Oil: Make Friends With The Trend... If You Can Find It
18.07.11 14:39


ALERT: MAKE FRIENDS WITH THE TREND....IF YOU CAN FIND IT.
 
PETROLEUM MARKET


If price action is saying anything it is that at current levels, participants are even more confused about the market's next direction. Asian stocks fluctuated between gains and losses, oil prices weakened and gold advanced further on safe-haven demand. Rolling eyes are meeting the results of stress tests on European banks because most do not believe it is tough enough. Talks on the "financial stability" of the region continue in Brussels on Thursday, while in the US raising the debt ceiling is no closer to resolution. The dollar maintained its upward trend after last week's unexpected data that showed easing inflationary pressures. Additionally, the Fed signaled that another round of quantitative easing is indeed an option although an unlikely one, which also supported the dollar. So the question remains....as global policymakers continue to fiddle while the global economy burns, what is there ahead that can be good for energy demand growth?
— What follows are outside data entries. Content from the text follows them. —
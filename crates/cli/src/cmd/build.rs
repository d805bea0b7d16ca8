//! Implementation of the `crossmake build` command.

use crossmake_lib::leaf::BUILD_TARGET_PREFIX;
use crossmake_lib::{Platform, Suite, concatenate, parallelize};
use tracing::debug;

use super::CommandError;
use crate::output::print_success;

/// What `build` should compile.
#[derive(Debug, Clone)]
pub struct BuildOptions {
  /// Target OS; `native` means the host.
  pub os: String,
  /// Target architecture; `native` means the host.
  pub arch: String,
  /// Build every registered platform instead of a single one.
  pub release: bool,
  /// Run release builds concurrently.
  pub parallel: bool,
}

/// Execute the build command.
///
/// A single-platform build runs the `build_{os}_{arch}` target. The pair must
/// be in the supported catalog; a cataloged pair without a registered target
/// is reported separately. A release build runs every registered build
/// target, one after another or all at once, and reports every failure.
pub async fn cmd_build(suite: &Suite, options: &BuildOptions) -> Result<(), CommandError> {
  if options.release {
    let targets = suite.lookup_build_targets();
    let count = targets.len();
    debug!(count, parallel = options.parallel, "release build");

    let release = if options.parallel {
      parallelize(targets)
    } else {
      concatenate(false, targets)
    };
    suite.execute(release).await?;

    print_success(&format!("Built {} platform(s)", count));
    return Ok(());
  }

  let platform = Platform::parse(&options.os, &options.arch)?;
  let name = format!("{}{}", BUILD_TARGET_PREFIX, platform);

  match suite.execute_named(&name).await {
    Ok(()) => {
      print_success(&format!("Built {}", platform));
      Ok(())
    }
    Err(e) if e.is_not_found() => Err(CommandError::Unsupported(platform)),
    Err(e) => Err(e.into()),
  }
}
Not much.
 
 
TECH TALK

The break of 96.00, which should have heralded a move to 102.00 flamed out well short of the target. Essentially the range the market has adopted is 94.00-100.00, with most price action defined by 96.00-98.00. The market does not seem to be able to sustain itself over the 13-day EMA for more than two sessions, nor is follow on selling generated when it ducks below. A settlement above  97.70 should  increase the probability of the continuation toward the recent highs. Remember, when following trends, determining and riding weakness or strength is key. In ranges, just the opposite is required, fading weakness or strength.
 
 
NATURAL GAS

This time of year it is hard to trump a heat wave over New York and Chicago when coupled with the development of tropical activity, and that is exactly what is buoying prices. Not only did prices settle at a one month high, the second tropical storm is on the map: Bret. For the moment the track should be away from gas production in the Gulf, but it does remind market participants this activity affects markets. Still markets are advancing in the early going today but still below June 15's settlement of 4.577. Market technicians will now make the case that the market could run up toward $5 in the next week or so, but there should be considerable resistance ahead. Bret will blow away and heat will pass but high production  and economically constrained demand will be hard for potential bulls to ignore.
 
 
TECH TALK

The strong bounce off the recent low of 4.064, where the was also no follow on selling, turns the bias to the upside, particularly now that the recent highs have almost been breached in only a few sessions. The most recent high of 4.577 is within reach and if the market settles over it, then 4.983 will be targeted. This sort of action suggests that the fall from that mark has been completed. Still, the dominant pattern may actually be the fall from 6.108, earlier in the year, but the prominent high subsequent to that high at 5.194 need to be conclusively breached before that can be confirmed. If 4.577 remains unbreached on settlement for a few sessions then interim support becomes 4.064 and a breach there targets 3.731.